use jv_cli::config::{Config, InstallScope};
use jv_cli::core::{ErrorClass, InstallPhase, JvError};
use jv_cli::discovery::{Detector, JdkSource, resolve};
use jv_cli::distributor::{DownloadInfo, Platform};
use jv_cli::download::{Downloader, http_client};
use jv_cli::installer::{InstallLayout, InstallRequest, PackageInstaller, uninstall};
use jv_cli::test_utils::{ArchiveFixture, StaticDistributor, init_test_logging, sha256_hex};
use jv_cli::verification::ChecksumAlgorithm;
use tempfile::TempDir;
use wiremock::matchers::{method, path};
use wiremock::{Mock, MockServer, ResponseTemplate};

struct Catalog {
    server: MockServer,
    temp: TempDir,
}

impl Catalog {
    async fn new() -> Self {
        init_test_logging(None);
        Self {
            server: MockServer::start().await,
            temp: TempDir::new().unwrap(),
        }
    }

    async fn package(&self, name: &str, body: Vec<u8>) -> DownloadInfo {
        let info = DownloadInfo::new(
            format!("{}/{name}", self.server.uri()),
            body.len() as u64,
            sha256_hex(&body),
            ChecksumAlgorithm::Sha256,
            name,
        )
        .unwrap();
        Mock::given(method("GET"))
            .and(path(format!("/{name}")))
            .respond_with(ResponseTemplate::new(200).set_body_bytes(body))
            .mount(&self.server)
            .await;
        info
    }

    fn installer(&self) -> PackageInstaller {
        let layout = InstallLayout::new(self.temp.path().join("system"), self.temp.path().join("user"));
        PackageInstaller::new(Downloader::new(http_client().unwrap()), layout).elevated(false)
    }

    fn config(&self) -> Config {
        Config::load_from(&self.temp.path().join("jv.json")).unwrap()
    }
}

#[tokio::test]
async fn test_install_reinstall_discover_uninstall() {
    let catalog = Catalog::new().await;
    let tarball = ArchiveFixture::jdk("jdk-21.0.2+13").tar_gz();
    let distributor = StaticDistributor::new("adoptium", "Eclipse Adoptium")
        .with_package("21", catalog.package("jdk21.tar.gz", tarball).await);
    let installer = catalog.installer();
    let request = InstallRequest::new(&distributor, "21", InstallScope::User, Platform::current());

    let mut config = catalog.config();
    let first = installer.install_and_record(&request, &mut config).await.unwrap();
    let second = installer.install_and_record(&request, &mut config).await.unwrap();
    assert!(!first.replaced_existing);
    assert!(second.replaced_existing);

    let saved = catalog.config();
    assert_eq!(saved.installed_jdks.len(), 1);
    assert_eq!(saved.installed_jdks[0].version, "21");
    assert_eq!(saved.installed_jdks[0].scope, InstallScope::User);
    assert_eq!(saved.custom_paths.len(), 1);

    let installs = Detector::with_standard_roots(Vec::new()).find_all(&saved);
    let found = resolve(&installs, "21").unwrap();
    assert_eq!(found.source, JdkSource::Installed);
    assert_eq!(found.path, first.record.path);

    let mut config = saved;
    uninstall(&mut config, &first.record.path).unwrap();
    assert!(!first.record.path.exists());
    assert!(catalog.config().installed_jdks.is_empty());
    assert!(catalog.config().custom_paths.is_empty());
}

#[tokio::test]
async fn test_install_macos_bundle_zip() {
    let catalog = Catalog::new().await;
    let zip = ArchiveFixture::new()
        .executable("jdk-17.0.9+9/Contents/Home/bin/java", b"#!/bin/sh\n")
        .executable("jdk-17.0.9+9/Contents/Home/bin/java.exe", b"MZ")
        .file("jdk-17.0.9+9/Contents/Info.plist", b"<plist/>")
        .zip();
    let distributor = StaticDistributor::new("adoptium", "Eclipse Adoptium")
        .with_package("17", catalog.package("jdk17.zip", zip).await);

    let mut config = catalog.config();
    let request = InstallRequest::new(&distributor, "17", InstallScope::User, Platform::current());
    let outcome = catalog
        .installer()
        .install_and_record(&request, &mut config)
        .await
        .unwrap();

    assert!(outcome.record.path.ends_with("jdk-17/Contents/Home"));
    assert!(outcome.record.path.join("bin").is_dir());
    assert!(
        outcome
            .record
            .path
            .parent()
            .unwrap()
            .join("Info.plist")
            .is_file()
    );
}

#[tokio::test]
async fn test_corrupt_download_records_nothing() {
    let catalog = Catalog::new().await;
    let body = ArchiveFixture::jdk("jdk-21").tar_gz();
    let served = catalog.package("jdk21.tar.gz", body).await;
    let tampered = DownloadInfo::new(
        served.url(),
        served.expected_size().unwrap_or_default(),
        "0".repeat(64),
        ChecksumAlgorithm::Sha256,
        served.file_name(),
    )
    .unwrap();
    let distributor =
        StaticDistributor::new("adoptium", "Eclipse Adoptium").with_package("21", tampered);

    let mut config = catalog.config();
    let request = InstallRequest::new(&distributor, "21", InstallScope::User, Platform::current());
    let err = catalog
        .installer()
        .install_and_record(&request, &mut config)
        .await
        .unwrap_err();

    assert!(matches!(
        err,
        JvError::Install {
            phase: InstallPhase::Verify,
            ..
        }
    ));
    assert_eq!(err.class(), ErrorClass::Integrity);
    assert!(!catalog.temp.path().join("jv.json").exists());
    assert!(!catalog.temp.path().join("user").join("jdk-21").exists());
}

────────

- What is needed
Out of the material above, select every line that holds the string "found".

- Result of this task
    let found = resolve(&installs, "21").unwrap();
    assert_eq!(found.source, JdkSource::Installed);
    assert_eq!(found.path, first.record.path);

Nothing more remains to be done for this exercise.